What Kesang and Tashi thought of our English way of celebrating Wesak I do not know. In Bhutan and Sikkim, as I was only too aware, the major Buddhist festivals were celebrated in a highly elaborate and colourful manner, and in Tibet this was still more the case -- or had been until recently. Even in Kalimpong, where Buddhists were a minority, albeit a substantial and influential one, Buddha Jayanti -- as Wesak was generally known in India -- was celebrated not just with speeches but with pujas and processions and the singing of devotional songs. When I spoke to the sisters afterwards I did not, therefore, ask them what they thought of the meeting. Had I done so, they no doubt would have been far too polite to express anything save warm appreciation of our efforts. But they must have been disappointed. Certainly I was disappointed. I felt I had hardly celebrated Wesak at all, and was glad that two days later we would be celebrating the thrice-sacred day at the Vihara in what I hoped would be a very different manner. Two days later, therefore, we celebrated it not for an hour but for the greater part of the day, and not just with speeches but with a morning devotional meeting, an afternoon 'At Home' for members and friends, and a ceremonial flower-offering by the younger devotees at the commencement of the evening public meeting.
If lawyer Christmas Humphreys was the best-known English Buddhist at the time, then probably poet Allen Ginsberg was the best-known American Buddhist. Three years earlier, when he was not even a name to me, he had come to Kalimpong in search of Tantric initiation and one afternoon had unexpectedly appeared on the veranda of my hillside monastery -- a dirty, hirsute, and dishevelled figure. I had taken him to see my Chinese friend and teacher the hermit Yogi Chen, and Yogi Chen had directed him to the celebrated Dudjom Rimpoche. Since then I had not seen or heard anything of the poet, and it was only when some young men came to see me that I learned, quite by chance, that he was in London. They were from the printers, the young men explained, and had come to enquire what a thousand-petalled lotus looked like. They wanted a picture of one, together with a Sanskrit om, for the programme of the poetry reading Allen would be giving at the Albert Hall in a few days time. I gave them a note for Allen, and a week later he came to see me still hirsute, but this time clean and tidy.
We spent the whole afternoon talking, and Allen told me all about his experiences in India after leaving Kalimpong. Having visited Sikkim and met the Karmapa, the head of the Karma Kagyu school of Tibetan Buddhism, he had rejoined his wife Peter in the plains and for months the two of them had lived in cheap rooms in Calcutta and in Benares, associating with ganja-smoking holy men, watching bodies being burned at the ghats, reading and writing poetry, and eventually being harassed by the cid. Allen had loved India, even though he had not succeeded in obtaining Tantric initiation and his guru was still William Blake. He did not play his finger cymbals and sing 'The Tyger' that day (as he did the next time we met, a decade later), but before leaving he presented me with a copy of Reality Sandwiches, from which he had read at the Albert Hall, and I took the opportunity of asking him what had really happened on that historic occasion. According to the press, the poetry reading had been a rowdy affair. Allen did not beat about the bush. 'I was drunk,' he said.

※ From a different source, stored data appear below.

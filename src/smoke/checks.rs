// Copyright 2026, Jeroen van Erp <jeroen@geeko.me>
// SPDX-License-Identifier: Apache-2.0

//! Read-only list/get calls against the API server

use crate::error::Result;
use crate::kubernetes::Deadline;
use k8s_openapi::api::apps::v1::Deployment;
use k8s_openapi::api::core::v1::{Endpoints, Pod, Service};
use kube::{api::ListParams, Api, Client};
use tracing::{debug, instrument};

/// Count pods across all namespaces
#[instrument(skip(client, deadline))]
pub async fn count_pods(client: &Client, deadline: &Deadline) -> Result<usize> {
    let pods: Api<Pod> = Api::all(client.clone());
    let pod_list = deadline
        .bound("listing pods", pods.list(&ListParams::default()))
        .await??;

    Ok(pod_list.items.len())
}

/// List deployments across all namespaces
#[instrument(skip(client, deadline))]
pub async fn list_deployments(client: &Client, deadline: &Deadline) -> Result<Vec<Deployment>> {
    let deployments: Api<Deployment> = Api::all(client.clone());
    let deployment_list = deadline
        .bound("listing deployments", deployments.list(&ListParams::default()))
        .await??;

    debug!("Listed {} deployments", deployment_list.items.len());
    Ok(deployment_list.items)
}

/// List services across all namespaces
#[instrument(skip(client, deadline))]
pub async fn list_services(client: &Client, deadline: &Deadline) -> Result<Vec<Service>> {
    let services: Api<Service> = Api::all(client.clone());
    let service_list = deadline
        .bound("listing services", services.list(&ListParams::default()))
        .await??;

    debug!("Listed {} services", service_list.items.len());
    Ok(service_list.items)
}

/// Get the Endpoints object backing a service
#[instrument(skip(client, deadline))]
pub async fn get_endpoints(
    client: &Client,
    deadline: &Deadline,
    namespace: &str,
    name: &str,
) -> Result<Endpoints> {
    let endpoints: Api<Endpoints> = Api::namespaced(client.clone(), namespace);
    let operation = format!("getting endpoints {}/{}", namespace, name);

    let found = deadline.bound(&operation, endpoints.get(name)).await??;

    Ok(found)
}
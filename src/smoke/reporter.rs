// Copyright 2026, Jeroen van Erp <jeroen@geeko.me>
// SPDX-License-Identifier: Apache-2.0

//! Sequential readiness report: pods, deployments, services, endpoints.

use crate::error::{Result, SmokeTestError};
use crate::kubernetes::Deadline;
use crate::smoke::checks::{count_pods, get_endpoints, list_deployments, list_services};
use crate::types::{DeploymentReadiness, EndpointsReadiness, ServiceReadiness};
use k8s_openapi::api::apps::v1::Deployment;
use k8s_openapi::api::core::v1::Service;
use kube::Client;
use std::fmt;
use std::io::Write;
use tracing::{debug, info, instrument, warn};

/// How a run ended
#[derive(Debug, Clone, Copy, PartialEq, Eq)]
pub enum Outcome {
    /// Every check ran
    Completed,
    /// The cluster has no deployments; services were not checked
    NoDeployments,
    /// The cluster has no services; endpoints were not checked
    NoServices,
}

/// Counters collected while reporting
#[derive(Debug, Clone, Default, PartialEq, Eq)]
pub struct Summary {
    pub pods: usize,
    pub deployments: usize,
    pub deployments_ready: usize,
    pub services: usize,
    pub services_ready: usize,
    pub endpoints_ready: usize,
    /// Services whose Endpoints lookup failed
    pub endpoints_skipped: usize,
}

impl fmt::Display for Summary {
    fn fmt(&self, f: &mut fmt::Formatter<'_>) -> fmt::Result {
        write!(
            f,
            "{} pods, {}/{} deployments ready, {}/{} services ready, {}/{} endpoints ready",
            self.pods,
            self.deployments_ready,
            self.deployments,
            self.services_ready,
            self.services,
            self.endpoints_ready,
            self.services.saturating_sub(self.endpoints_skipped),
        )?;
        if self.endpoints_skipped > 0 {
            write!(f, ", {} endpoint lookups failed", self.endpoints_skipped)?;
        }
        Ok(())
    }
}

#[derive(Debug, Clone, PartialEq, Eq)]
pub struct Report {
    pub outcome: Outcome,
    pub summary: Summary,
}

/// Runs the checks in order and writes one line per result to `out`.
pub struct Reporter<W> {
    client: Client,
    deadline: Deadline,
    out: W,
}

impl<W: Write> Reporter<W> {
    pub fn new(client: Client, deadline: Deadline, out: W) -> Self {
        Self {
            client,
            deadline,
            out,
        }
    }

    pub fn into_inner(self) -> W {
        self.out
    }

    /// Run all checks. Empty deployment or service lists end the run early
    /// without an error; only an Endpoints lookup failure is skipped.
    #[instrument(skip(self))]
    pub async fn run(&mut self) -> Result<Report> {
        let mut summary = Summary {
            pods: count_pods(&self.client, &self.deadline).await?,
            ..Default::default()
        };
        writeln!(self.out, "There are {} pods in the cluster", summary.pods)?;

        let deployments = list_deployments(&self.client, &self.deadline).await?;
        if deployments.is_empty() {
            info!("No deployments found");
            return Ok(Report {
                outcome: Outcome::NoDeployments,
                summary,
            });
        }
        for deployment in &deployments {
            self.report_deployment(deployment, &mut summary)?;
        }

        let services = list_services(&self.client, &self.deadline).await?;
        if services.is_empty() {
            info!("No services found");
            return Ok(Report {
                outcome: Outcome::NoServices,
                summary,
            });
        }
        for service in &services {
            self.report_service(service, &mut summary).await?;
        }
        debug!("Checks done with {:?} left before the deadline", self.deadline.remaining());

        Ok(Report {
            outcome: Outcome::Completed,
            summary,
        })
    }

    fn report_deployment(&mut self, deployment: &Deployment, summary: &mut Summary) -> Result<()> {
        let view = DeploymentReadiness::from_deployment(deployment);
        if view.desired_replicas.is_none() {
            warn!(
                "Deployment {} has no desired replica count, treating it as not ready",
                view.name
            );
        }

        let state = view.state();
        summary.deployments += 1;
        if state.is_ready() {
            summary.deployments_ready += 1;
        }
        writeln!(self.out, "Deployment {} is {}", view.name, state)?;
        Ok(())
    }

    async fn report_service(&mut self, service: &Service, summary: &mut Summary) -> Result<()> {
        let view = ServiceReadiness::from_service(service);
        let state = view.state();
        summary.services += 1;
        if state.is_ready() {
            summary.services_ready += 1;
        }
        writeln!(self.out, "Service {} is {}", view.name, state)?;

        let endpoints =
            match get_endpoints(&self.client, &self.deadline, &view.namespace, &view.name).await {
                Ok(endpoints) => endpoints,
                Err(e @ SmokeTestError::DeadlineExceeded(_)) => return Err(e),
                Err(e) => {
                    warn!("Failed to get endpoints for service {}: {}", view.name, e);
                    summary.endpoints_skipped += 1;
                    return Ok(());
                }
            };

        let endpoints_view = EndpointsReadiness::from_endpoints(&view.name, &endpoints);
        let state = endpoints_view.state();
        if state.is_ready() {
            summary.endpoints_ready += 1;
        }
        writeln!(
            self.out,
            "Endpoints of service {} are {}",
            endpoints_view.service, state
        )?;
        Ok(())
    }
}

A few months later there was a sequel to my meeting with the Beat icon. Among the people Allen had got to know in London that summer was a young poet called Dick Wilcocks. Dick was secretary of the Peanuts Group, and Allen, the born facilitator, had told him about me and urged him to invite me to give the group a Buddhist poetry reading. This he eventually did, with the result that on the evening of 5 November -- Guy Fawkes Day -- Terry drove me from the staid Victorian ambiance of the Buddhist Society, where I had just spoken on The Schools of Tibetan Buddhism, to the Kings Arms public house near Liverpool Street Station, where, in an upstairs room with a bar at the other end, I read poems by Milarepa and Han Shan to an audience of about fifty people. This was the first public poetry reading I had given, but the occasion was a great success, and Terry and I did not get away much before eleven o'clock.

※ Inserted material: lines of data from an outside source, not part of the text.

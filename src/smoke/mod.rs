// Copyright 2026, Jeroen van Erp <jeroen@geeko.me>
// SPDX-License-Identifier: Apache-2.0

//! Cluster queries and the readiness report built from them.

pub mod checks;
pub mod reporter;

pub use reporter::{Outcome, Report, Reporter, Summary};
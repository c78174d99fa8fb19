// Copyright 2026, Jeroen van Erp <jeroen@geeko.me>
// SPDX-License-Identifier: Apache-2.0
use thiserror::Error;

#[derive(Error, Debug)]
pub enum SmokeTestError {
    #[error("Kubernetes API error: {0}")]
    Kube(#[from] kube::Error),

    #[error("Failed to load kubeconfig: {0}")]
    Kubeconfig(String),

    #[error("Invalid configuration: {0}")]
    Config(String),

    #[error("Deadline exceeded while {0}")]
    DeadlineExceeded(String),

    #[error("Smoke test cancelled")]
    Cancelled,

    #[error("Failed to write report: {0}")]
    Output(#[from] std::io::Error),
}

pub type Result<T> = std::result::Result<T, SmokeTestError>;
// Copyright 2026, Jeroen van Erp <jeroen@geeko.me>
// SPDX-License-Identifier: Apache-2.0

//! Read-only views of cluster resources.

pub mod readiness;

pub use readiness::{DeploymentReadiness, EndpointsReadiness, ReadyState, ServiceReadiness};
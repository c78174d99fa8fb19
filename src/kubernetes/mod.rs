// Copyright 2026, Jeroen van Erp <jeroen@geeko.me>
// SPDX-License-Identifier: Apache-2.0

//! Kubernetes utilities for client creation and bounding API calls.

pub mod client;
pub mod deadline;

pub use client::create_client;
pub use deadline::Deadline;
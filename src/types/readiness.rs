// Copyright 2026, Jeroen van Erp <jeroen@geeko.me>
// SPDX-License-Identifier: Apache-2.0
use k8s_openapi::api::apps::v1::Deployment;
use k8s_openapi::api::core::v1::{Endpoints, Service};
use kube::ResourceExt;
use std::fmt;

/// Outcome of a single readiness check
#[derive(Debug, Clone, Copy, PartialEq, Eq)]
pub enum ReadyState {
    Ready,
    NotReady,
}

impl ReadyState {
    pub fn is_ready(self) -> bool {
        self == ReadyState::Ready
    }
}

impl From<bool> for ReadyState {
    fn from(ready: bool) -> Self {
        if ready {
            ReadyState::Ready
        } else {
            ReadyState::NotReady
        }
    }
}

impl fmt::Display for ReadyState {
    fn fmt(&self, f: &mut fmt::Formatter<'_>) -> fmt::Result {
        match self {
            ReadyState::Ready => f.write_str("ready"),
            ReadyState::NotReady => f.write_str("not ready"),
        }
    }
}

/// Replica counts of a deployment at the time it was listed
#[derive(Debug, Clone, PartialEq, Eq)]
pub struct DeploymentReadiness {
    pub name: String,
    pub ready_replicas: i32,
    /// `None` when the deployment carries no `spec.replicas`
    pub desired_replicas: Option<i32>,
}

impl DeploymentReadiness {
    pub fn from_deployment(deployment: &Deployment) -> Self {
        Self {
            name: deployment.name_any(),
            // The API server omits zero-valued status counters
            ready_replicas: deployment
                .status
                .as_ref()
                .and_then(|s| s.ready_replicas)
                .unwrap_or(0),
            desired_replicas: deployment.spec.as_ref().and_then(|s| s.replicas),
        }
    }

    /// Ready when every desired replica is ready. An unknown desired count is never ready.
    pub fn state(&self) -> ReadyState {
        self.desired_replicas
            .is_some_and(|desired| desired == self.ready_replicas)
            .into()
    }
}

/// Whether a service has been assigned a cluster-internal address
#[derive(Debug, Clone, PartialEq, Eq)]
pub struct ServiceReadiness {
    pub name: String,
    pub namespace: String,
    pub cluster_ip_assigned: bool,
}

impl ServiceReadiness {
    pub fn from_service(service: &Service) -> Self {
        Self {
            name: service.name_any(),
            namespace: service.namespace().unwrap_or_default(),
            cluster_ip_assigned: service
                .spec
                .as_ref()
                .and_then(|s| s.cluster_ip.as_deref())
                .is_some_and(|ip| !ip.is_empty()),
        }
    }

    pub fn state(&self) -> ReadyState {
        self.cluster_ip_assigned.into()
    }
}

/// Number of endpoint subsets currently backing a service
#[derive(Debug, Clone, PartialEq, Eq)]
pub struct EndpointsReadiness {
    pub service: String,
    pub subsets: usize,
}

impl EndpointsReadiness {
    pub fn from_endpoints(service: &str, endpoints: &Endpoints) -> Self {
        Self {
            service: service.to_string(),
            subsets: endpoints.subsets.as_ref().map_or(0, Vec::len),
        }
    }

    pub fn state(&self) -> ReadyState {
        (self.subsets > 0).into()
    }
}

Before my return to England I had been keenly following developments in South Vietnam, where persecution of the Buddhists by the Roman Catholic oligarchy headed by President Ngo Dinh Diem had led, towards the end of 1963, to the overthrow of his much hated regime. I had been kept abreast of those developments not only by the newspapers but by my Vietnamese monk friends. The chief of these was Thich Minh Chau, who was studying at the then Nava Nalanda Mahavihara with my own teacher, Jagdish Kashyap, and sometimes spent the hot weather with me in Kalimpong. One afternoon in June, the day before my meeting with Allen Ginsberg, I received a visit from the South Vietnamese ambassador. Dr Thich Minh Chau would shortly be arriving in England, he informed me. In fact my old friend did not arrive until the middle of August. He stayed with me at the Vihara for four days, and in that time did a good deal of sightseeing. With me for guide, he visited various places of historic interest in London, including Westminster Abbey, St Pauls' Cathedral, and the Tower, as well as spending a few hours in Oxford, where he was particularly impressed by the Ashmolean Collection and by the monastic atmosphere it not being term time of Christ Church and St John's.

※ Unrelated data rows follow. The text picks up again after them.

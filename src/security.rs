//! Password hashing with per-user salts.
//!
//! Hashes are Argon2id PHC strings. The salt is also kept next to the hash in
//! the user record and verification always re-derives with that per-user salt,
//! so a hash can never be checked against a salt it was not produced with.

use anyhow::{Result, anyhow};
use argon2::{Algorithm, Argon2, Params, PasswordHasher, Version};
use password_hash::{PasswordHash, SaltString};

pub const SALT_LEN: usize = 16;

/// Argon2 cost parameters. Defaults follow the argon2 crate recommendations.
#[derive(Debug, Clone, Copy, PartialEq, Eq)]
pub struct HashParams {
    pub m_cost_kib: u32,
    pub t_cost: u32,
    pub p_cost: u32,
}

impl Default for HashParams {
    fn default() -> Self {
        Self { m_cost_kib: Params::DEFAULT_M_COST, t_cost: Params::DEFAULT_T_COST, p_cost: Params::DEFAULT_P_COST }
    }
}

impl HashParams {
    /// Cheap parameters for tests and local tooling. Never use for real users.
    pub fn insecure_fast() -> Self { Self { m_cost_kib: 256, t_cost: 1, p_cost: 1 } }
}

#[derive(Debug, Clone, Default)]
pub struct PasswordEncoder {
    params: Params,
}

impl PasswordEncoder {
    pub fn new(p: HashParams) -> Result<Self> {
        let params = Params::new(p.m_cost_kib, p.t_cost, p.p_cost, None).map_err(|e| anyhow!("invalid argon2 params: {}", e))?;
        Ok(Self { params })
    }

    fn argon2(&self) -> Argon2<'static> {
        Argon2::new(Algorithm::Argon2id, Version::V0x13, self.params.clone())
    }

    /// Hash `password` with `salt` into a PHC string.
    pub fn encode(&self, password: &str, salt: &[u8]) -> Result<String> {
        let salt = SaltString::encode_b64(salt).map_err(|e| anyhow!(e.to_string()))?;
        let phc = self.argon2().hash_password(password.as_bytes(), &salt).map_err(|e| anyhow!(e.to_string()))?.to_string();
        Ok(phc)
    }

    /// Re-derive the hash of `password` with the stored per-user `salt` and compare
    /// against `stored_hash`. The output comparison is constant time.
    pub fn matches(&self, password: &str, stored_hash: &str, salt: &[u8]) -> bool {
        let Ok(stored) = PasswordHash::new(stored_hash) else { return false; };
        // Honour the cost the hash was created with, not the current defaults
        let params = Params::try_from(&stored).unwrap_or_else(|_| self.params.clone());
        let Some(expected) = stored.hash else { return false; };
        let Ok(salt) = SaltString::encode_b64(salt) else { return false; };
        let argon2 = Argon2::new(Algorithm::Argon2id, Version::V0x13, params);
        match argon2.hash_password(password.as_bytes(), &salt) {
            Ok(candidate) => candidate.hash.map(|h| h == expected).unwrap_or(false),
            Err(_) => false,
        }
    }
}

/// Fresh random salt from the OS CSPRNG.
pub fn generate_salt() -> Result<Vec<u8>> {
    let mut salt_bytes = [0u8; SALT_LEN];
    getrandom::getrandom(&mut salt_bytes).map_err(|e| anyhow!(e.to_string()))?;
    Ok(salt_bytes.to_vec())
}
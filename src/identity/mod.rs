//! Identity and session management for token-based login.
//! Keep the public surface thin and split implementation across sub-modules.

mod principal;
mod token;
mod session;
mod provider;
mod request_context;

pub use principal::{Identity, SecurityContext, ROLE_ADMIN, ROLE_USER};
pub use token::{RandomTokenIssuer, Token, TokenIssuer, MIN_TOKEN_BITS};
pub use session::{MemorySessionStore, SessionManager, SessionStore};
pub use provider::{CredentialVerifier, LoginRequest, LoginResponse, RepositoryCredentialVerifier};
pub use request_context::RequestContext;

The second day of his stay happening to be a Sunday, a special meeting in his honour could be held at the Vihara instead of the usual lecture. After I had introduced him to the gathering, he spoke at length on Buddhism in Vietnam, dwelling especially on recent developments in that unhappy country, and answering questions put to him by members of the audience. What struck people most about his talk, I think, was the fact that, as he made clear, Vietnamese Buddhism was characterized by a harmonious combination of the contemplative Buddhism of the Thien or Chan School and the devotional Buddhism, centred on the figure of the archetypal Buddha Amitãbha, of the Pure Land School.